|Topic Review (Newest First)|
|06-28-2004 01:56 PM|
Have you looked at the Valiant 40''s or the Baba 40''s... those are two of Bob Perry''s (the designer) favorite designs.
|06-27-2004 08:11 PM|
They are pretty boats but would be very low on my list for a boat to do a circumnavigation on. To me they are an anachronism. They are overweight, under ballasted and undercanvassed charactures of a bygone era. But then again that may be just me.
|06-27-2004 03:33 AM|
Anyone have an opinion on the Hardin Voyager series?
|05-12-2004 04:55 AM|
Both have reasonably good reputations as world cruisers if they are rebuilt to do so. I personally would prefer a Kelly- Peterson 44 or 46 in that size and price range.
|05-12-2004 02:57 AM|
Hello from Balad Iraq, just a year or so to go and I will be out of here. Hey do any of you all have an opinion on either the CSY 44 or the Mason 43 for a world cruiser? I am just looking for a safe boat with some room a couple can handle for a non hurried world cruise.
|04-19-2004 06:54 AM|
Here are some links:
The Owners discussion list is best at:
The Sailnet list is not very active.
I have a 33ft CSY. The 44 Walk Over is a popular boat for cruising and there are a few 44 walk throughs as well. They made a 37ft as awell as some 44 Pilot Houses. They are all late 70''s very early 80''s boats with exceptionally thick hulls. They are not light air boats but they do better than you might think. They are comfortable boats that can carry a lot of stuff and have good tankage.

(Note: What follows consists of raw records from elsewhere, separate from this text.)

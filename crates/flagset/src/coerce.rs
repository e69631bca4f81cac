//! Text to number coercion.
//!
//! Numbers are read the way a formatted stream extraction reads them:
//! leading whitespace is skipped and the longest numeric prefix wins, so
//! `"42px"` is `42`. Text without a numeric prefix yields `None`; the
//! caller stores zero in that case. Out of range values clamp to the
//! nearest representable one.

fn skip_space(text: &str) -> &str {
    text.trim_start_matches(|c: char| c.is_ascii_whitespace() || c == '\x0b')
}

fn digit_run(bytes: &[u8], from: usize) -> usize {
    bytes[from..].iter().take_while(|b| b.is_ascii_digit()).count()
}

/// Parse a signed decimal integer prefix. Overflow saturates.
pub fn parse_integer(text: &str) -> Option<i64> {
    let bytes = skip_space(text).as_bytes();
    let (negative, start) = match bytes.first() {
        Some(b'-') => (true, 1),
        Some(b'+') => (false, 1),
        _ => (false, 0),
    };
    let len = digit_run(bytes, start);
    if len == 0 {
        return None;
    }

    let mut value: i64 = 0;
    for &b in &bytes[start..start + len] {
        let digit = i64::from(b - b'0');
        let next = value
            .checked_mul(10)
            .and_then(|v| if negative { v.checked_sub(digit) } else { v.checked_add(digit) });
        match next {
            Some(v) => value = v,
            None => return Some(if negative { i64::MIN } else { i64::MAX }),
        }
    }
    Some(value)
}

/// Parse a decimal floating point prefix (`[+-]digits[.digits][e[+-]digits]`).
/// Magnitudes beyond `f64::MAX` clamp to `±f64::MAX`.
pub fn parse_float(text: &str) -> Option<f64> {
    let trimmed = skip_space(text);
    let bytes = trimmed.as_bytes();

    let mut end = match bytes.first() {
        Some(b'-' | b'+') => 1,
        _ => 0,
    };
    let int_len = digit_run(bytes, end);
    end += int_len;

    let mut frac_len = 0;
    if bytes.get(end) == Some(&b'.') {
        frac_len = digit_run(bytes, end + 1);
        if int_len > 0 || frac_len > 0 {
            end += 1 + frac_len;
        }
    }
    if int_len == 0 && frac_len == 0 {
        return None;
    }

    if matches!(bytes.get(end), Some(b'e' | b'E')) {
        let mut exp = end + 1;
        if matches!(bytes.get(exp), Some(b'-' | b'+')) {
            exp += 1;
        }
        let exp_len = digit_run(bytes, exp);
        if exp_len > 0 {
            end = exp + exp_len;
        }
    }

    let value: f64 = trimmed[..end].parse().ok()?;
    if value.is_infinite() {
        return Some(f64::MAX.copysign(value));
    }
    Some(value)
}

#[cfg(test)]
mod tests {
    use super::*;

    #[test]
    fn integer_reads_numeric_prefix() {
        assert_eq!(parse_integer("42"), Some(42));
        assert_eq!(parse_integer("  -17"), Some(-17));
        assert_eq!(parse_integer("+8"), Some(8));
        assert_eq!(parse_integer("42px"), Some(42));
        assert_eq!(parse_integer("3.9"), Some(3));
    }

    #[test]
    fn integer_rejects_text_without_digits() {
        assert_eq!(parse_integer(""), None);
        assert_eq!(parse_integer("abc"), None);
        assert_eq!(parse_integer("-"), None);
        assert_eq!(parse_integer("- 4"), None);
    }

    #[test]
    fn integer_overflow_saturates() {
        assert_eq!(parse_integer("99999999999999999999"), Some(i64::MAX));
        assert_eq!(parse_integer("-99999999999999999999"), Some(i64::MIN));
        assert_eq!(parse_integer("-9223372036854775808"), Some(i64::MIN));
    }

    #[test]
    fn float_reads_numeric_prefix() {
        assert_eq!(parse_float("2.5"), Some(2.5));
        assert_eq!(parse_float(" -0.25"), Some(-0.25));
        assert_eq!(parse_float(".5"), Some(0.5));
        assert_eq!(parse_float("7."), Some(7.0));
        assert_eq!(parse_float("1e3"), Some(1000.0));
        assert_eq!(parse_float("1.5E-1x"), Some(0.15));
        assert_eq!(parse_float("12kg"), Some(12.0));
        assert_eq!(parse_float("4e"), Some(4.0));
    }

    #[test]
    fn float_overflow_clamps_to_max() {
        assert_eq!(parse_float("1e999"), Some(f64::MAX));
        assert_eq!(parse_float("-1e999"), Some(-f64::MAX));
        assert_eq!(parse_float("1e-999"), Some(0.0));
    }

    #[test]
    fn float_rejects_text_without_digits() {
        assert_eq!(parse_float("nan"), None);
        assert_eq!(parse_float("."), None);
        assert_eq!(parse_float("-.e5"), None);
        assert_eq!(parse_float("x1"), None);
    }
}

You''ll find a lot of folks that have cruised these boats at the above discussion list. Folks who own them love them. They are all more than 20 years old and need a complete survey as with all older boats.
|04-15-2004 03:18 PM|
I have heard good things about the CSY, what do you think?
|04-03-2004 09:07 AM|
I have a 38’ Ingrid. They seam to be very capable. I have met with several people that have, or are in the process of circumnavigating in Ingrid''s. They all are very happy. I have Sean them as cheep as $45,000. But those needed a lot of work. I have also Seen them for as much as $119,000. But I think that is over priced. I am considering getting more of a costal cruiser, So I have considered selling mine. And it is all set up. Obiec@oregontrail.net I would make you a deal
|04-01-2004 07:23 PM|
Jerry, you need to look carefully for that comma...but yes, I did mean the Maine-built Mariner 36 (vs. several iterations of a same-named boat from the Far East).
Most owners of Tayana 37 boats with whom I meet out cruising like their boats (altho'' you''ll find that virtually *everyone* likes their boat while owning/sailing it...) altho'' some of the negatives tend to be:
- tank construction
- all that wood (to maintain in some fashion)
- build quality (I''ve seen new T37''s miserably fail an initial survey, apparently due to less reliable build quality)
- despite a tall mast, less satisfying light wind sailing when loaded up
Something we could all discuss more thoroughly on this BB is the whole issue of ergonomics. For me, a T37 just doesn''t seem to work well - I don''t naturally ''fit'' in some of the work spaces on the boat (I''m 6'' and 175#). This is one of a hundred reasons why different folks view a given boat differently; be sure to ''try it on'' when you get to the shopping stage.
|04-01-2004 05:43 PM|
I''ve sailed a bit on a Cape Dory 36. While the boat is thought of by many as a traditional world cruiser type, I think I would have to agree with Jack''s comments above. She does have a lot of wetted surface and a heavy displacement on a short waterline, so expect to do a lot of motor sailing if you want to get anywhere in light air.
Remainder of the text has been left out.